Elle quitta la pièce, laissant Natalia, qui l’avait accompagnée, s’occuper encore une fois de la prisonnière au corps affaibli. Le peu de forces qu’il lui restait ne fut pas un obstacle pour la femme qui ne lui adressa aucun geste doux.
— Avez-vous une bande assez forte pour m’entourer le corps ? Je crois que j’ai une côte cassée… demanda faiblement la jeune femme.
— Ouais, je vais te trouver ça.
La femme la laissa seule, la cage ouverte, ainsi que la porte de la chambre, mais
Taeliya ne pouvait pas fuir. Même si elle n’avait pas eu ces chaînes, elle avait trop mal pour tenter quoi que ce soit. Quand Natalia revint, elle l’aida à lui mettre la bande et serra en fonction de sa demande. Une fois fait, elle put finir de se préparer, monter vers les cuisines et s’emparer d’un plat.
— C’est la nouvelle ?
— Ouais, Madame veut qu’elle fasse le service.
— Regarde-la, elle va pas tenir la journée, comme ça. Elle est trop fragile.
— Madame lui a brisé les côtes.
— En plus ?!
— Est-ce que j’ai d’autres choses à prendre ? demanda Taeliya en trouvant dans la cuisine les deux femmes qui la dévisageaient.

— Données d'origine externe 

impl Installer {
    pub fn new(
        config: InstallerConfig,
        catalog: Arc<dyn ReleaseCatalog>,
        registry: Arc<dyn InstallationRegistry>,
        locator: Arc<dyn ArtifactLocator>,
        downloader: Downloader,
    ) -> Self {
        let resolver = VersionResolver::new(catalog.clone(), registry.clone());
        Self {
            config,
            catalog,
            registry,
            locator,
            downloader,
            resolver,
        }
    }

    #[must_use]
    pub fn config(&self) -> &InstallerConfig {
        &self.config
    }

    #[must_use]
    pub fn resolver(&self) -> &VersionResolver {
        &self.resolver
    }

    fn install_dir(&self, alias: &str) -> PathBuf {
        self.config.versions_dir.join(alias)
    }

    fn ensure_not_installed(&self, alias: &str) -> Result<(), PipelineError> {
        if self.registry.contains(alias)? || self.install_dir(alias).is_dir() {
            return Err(PipelineError::new(
                ErrorKind::AlreadyInstalled,
                format!("'{alias}' is already installed; use force to reinstall"),
            ));
        }
        Ok(())
    }

    /// Install a runtime and register it under its alias.
    ///
    /// # Errors
    /// Returns a [`PipelineError`] naming the failing stage's kind. Nothing the
    /// failed attempt created is left in the versions directory.
    pub async fn install(
        &self,
        request: &InstallRequest,
        progress: Option<&dyn ProgressSink>,
        cancel: &CancellationToken,
    ) -> Result<Installation, PipelineError> {
        if let Some(alias) = &request.alias {
            validate_alias(alias)?;
            if !request.force {
                self.ensure_not_installed(alias)?;
            }
        }

        checkpoint(cancel, "version resolution")?;
        let catalog = self.resolver.memo();
        let version = self
            .resolver
            .resolve_with(&catalog, &request.version_expression, cancel)
            .await
            .map_err(|error| error.reclassify(ErrorKind::ArtifactNotAvailable))?;
        info!(
            "Installing Node {} for '{}'",
            version.prefixed(),
            request.version_expression.trim()
        );

        let alias = request
            .alias
            .clone()
            .unwrap_or_else(|| version.to_string());
        if request.alias.is_none() && !request.force {
            self.ensure_not_installed(&alias)?;
        }

        checkpoint(cancel, "availability check")?;
        let release = self.resolver.release_with(&catalog, &version, cancel).await?;
        self.ensure_available(&release)?;

        checkpoint(cancel, "preflight")?;
        preflight::run(
            &self.config.preflight,
            &self.config.platform,
            &self.config.versions_dir,
            self.catalog.as_ref(),
        )
        .await?;

        checkpoint(cancel, "checksum lookup")?;
        let location = self.locator.locate(&version, &self.config.platform);
        let checksum = self
            .downloader
            .fetch_checksum_manifest(&location.checksum_url, &location.file_name, cancel)
            .await?
            .ok_or_else(|| {
                PipelineError::new(
                    ErrorKind::DownloadFailed,
                    format!(
                        "no checksum published for {} in {}",
                        location.file_name, location.checksum_url
                    ),
                )
            })?;

        checkpoint(cancel, "download")?;
        let archive = self.config.downloads_dir.join(&location.file_name);
        if verify_checksum(&archive, &checksum).unwrap_or(false) {
            info!("Reusing cached artifact {}", archive.display());
        } else {
            self.downloader
                .download_file(
                    &location.url,
                    &archive,
                    Some(&checksum),
                    progress,
                    None,
                    cancel,
                )
                .await?;
        }

        checkpoint(cancel, "extraction")?;
        let staging = self.scratch_dir()?;
        extract::extract(
            &archive,
            staging.path(),
            self.config.preserve_permissions,
            cancel,
        )
        .await?;
        let unpacked = single_top_level_dir(staging.path())?;

        checkpoint(cancel, "relocation")?;
        let destination = self.install_dir(&alias);
        let backup_root = if request.force && destination.symlink_metadata().is_ok() {
            Some(self.scratch_dir()?)
        } else {
            None
        };
        let backup = backup_root.as_ref().map(|root| root.path().join(&alias));
        let replaced = relocate(&unpacked, &destination, backup.as_deref())?;
        let previous = backup.filter(|_| replaced);
        if let Err(error) = staging.close() {
            warn!("Failed to remove extraction directory: {error}");
        }

        if let Err(error) = checkpoint(cancel, "verification") {
            self.undo_relocation(&alias, &destination, previous.as_deref());
            return Err(error);
        }
        let binary = destination.join(self.config.platform.binary_relative_path());
        if !is_executable(&binary) {
            error!("Runtime binary missing or not executable: {}", binary.display());
            self.undo_relocation(&alias, &destination, previous.as_deref());
            return Err(PipelineError::new(
                ErrorKind::InstallationFailed,
                format!("{} is missing or not executable", binary.display()),
            ));
        }

        let installation = Installation {
            alias: alias.clone(),
            version,
            path: destination,
            active: false,
            installed_at: Some(Utc::now()),
        };
        if let Err(error) = self.register(&installation, request.force) {
            self.rollback_quietly(&alias);
            return Err(error.reclassify(ErrorKind::InstallationFailed));
        }

        info!("Installed Node {} as '{alias}'", version.prefixed());
        Ok(installation)
    }

    fn ensure_available(&self, release: &RemoteRelease) -> Result<(), PipelineError> {
        if self.locator.is_available(release, &self.config.platform) {
            return Ok(());
        }
        Err(PipelineError::new(
            ErrorKind::ArtifactNotAvailable,
            format!(
                "no {} artifact published for {}",
                self.config.platform,
                release.version.prefixed()
            ),
        ))
    }

    /// Scratch directory under the versions root, removed on drop.
    fn scratch_dir(&self) -> Result<TempDir, PipelineError> {
        tempfile::Builder::new()
            .prefix(EXTRACT_PREFIX)
            .tempdir_in(&self.config.versions_dir)
            .map_err(|error| {
                PipelineError::io(
                    ErrorKind::InstallationFailed,
                    "failed to create extraction directory",
                    &error,
                )
            })
    }

    /// Take back a relocated runtime that failed verification. A replaced
    /// installation is restored together with its registry entry; otherwise
    /// the alias is rolled back entirely.
    fn undo_relocation(&self, alias: &str, destination: &Path, previous: Option<&Path>) {
        match previous {
            Some(previous) => restore(previous, destination),
            None => self.rollback_quietly(alias),
        }
    }

    fn register(&self, installation: &Installation, replace: bool) -> Result<(), PipelineError> {
        if replace && self.registry.remove(&installation.alias)?.is_some() {
            debug!("Replaced registry entry for '{}'", installation.alias);
        }
        self.registry.add(installation.clone())
    }

    fn rollback_quietly(&self, alias: &str) {
        if let Err(error) = self.rollback_installation(alias) {
            warn!("Rollback of '{alias}' was incomplete: {error}");
        }
    }

    /// Delete an installation's directory and registry entry.
    ///
    /// # Errors
    /// Returns `InstallationFailed` if the directory cannot be removed, or the
    /// registry's error.
    pub fn rollback_installation(&self, alias: &str) -> Result<(), PipelineError> {
        let registered = self.registry.get(alias)?;
        let directory = registered
            .as_ref()
            .map_or_else(|| self.install_dir(alias), |entry| entry.path.clone());

        match remove_path(&directory) {
            Ok(()) => info!("Rolled back {}", directory.display()),
            Err(error) if error.kind() == io::ErrorKind::NotFound => {}
            Err(error) => {
                return Err(PipelineError::io(
                    ErrorKind::InstallationFailed,
                    &format!("failed to remove {}", directory.display()),
                    &error,
                ));
            }
        }

        if registered.is_some() {
            self.registry.remove(alias)?;
        }
        Ok(())
    }

    /// Remove extraction directories left behind by interrupted installs.
    ///
    /// # Errors
    /// Returns `InstallationFailed` if the versions directory cannot be read.
    pub fn cleanup_stale_extractions(&self) -> Result<usize, PipelineError> {
        let entries = match std::fs::read_dir(&self.config.versions_dir) {
            Ok(entries) => entries,
            Err(error) if error.kind() == io::ErrorKind::NotFound => return Ok(0),
            Err(error) => {
                return Err(PipelineError::io(
                    ErrorKind::InstallationFailed,
                    "failed to read versions directory",
                    &error,
                ));
            }
        };

        let mut removed = 0;
        for entry in entries.flatten() {
            let stale = entry
                .file_name()
                .to_str()
                .is_some_and(|name| name.starts_with(EXTRACT_PREFIX));
            if stale && entry.path().is_dir() {
                match std::fs::remove_dir_all(entry.path()) {
                    Ok(()) => removed += 1,
                    Err(error) => warn!(
                        "Failed to remove stale extraction {}: {error}",
                        entry.path().display()
                    ),
                }
            }
        }
        if removed > 0 {
            info!("Removed {removed} stale extraction directories");
        }
        Ok(removed)
    }
}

— Ouais, prends la panière et le broc d’eau.
— D’accord.
Docilement, elle s’exécuta et apporta le tout dans la grande salle où elle avait dîné la veille. Quand elle y entra, le couple était déjà attablé. Lui lisant son journal et elle guettant son arrivée avec un sourire en coin qui s’élargit encore plus quand Taeliya apparut, mais la femme fit mine de ne pas l’avoir vue.
— Le petit déjeuner met du temps à être servi, aujourd’hui, fit-elle remarquer à son mari qui posa son journal sur la table pour découvrir Taeliya les bras chargés.
Son regard se fit plus acéré et un détail lui sauta aux yeux. Il se leva et lui prit ce qu’elle portait pour les poser violemment sur la table.
— Je peux savoir pourquoi vous faites le service ?!
— Madame m’a demandé de vous servir ce matin, afin de vous contenter, répondit Taeliya, le dos droit et la tête basse pour lui montrer sa soumission.
Peu content, il tourna vers sa femme un regard qui lui fit perdre son sourire triomphant.
— Ainsi donc, c’est à vous, ma chère, que je dois le déplaisir de voir MA petite chose servir ? Depuis quand avez-vous le droit de toucher ou de vous approprier ce qui est à MOI ?!
— Mais je…
— Madame pensait bien faire ! intervint Taeliya, cherchant à abréger son calvaire, afin de pouvoir manger ou au moins s’asseoir.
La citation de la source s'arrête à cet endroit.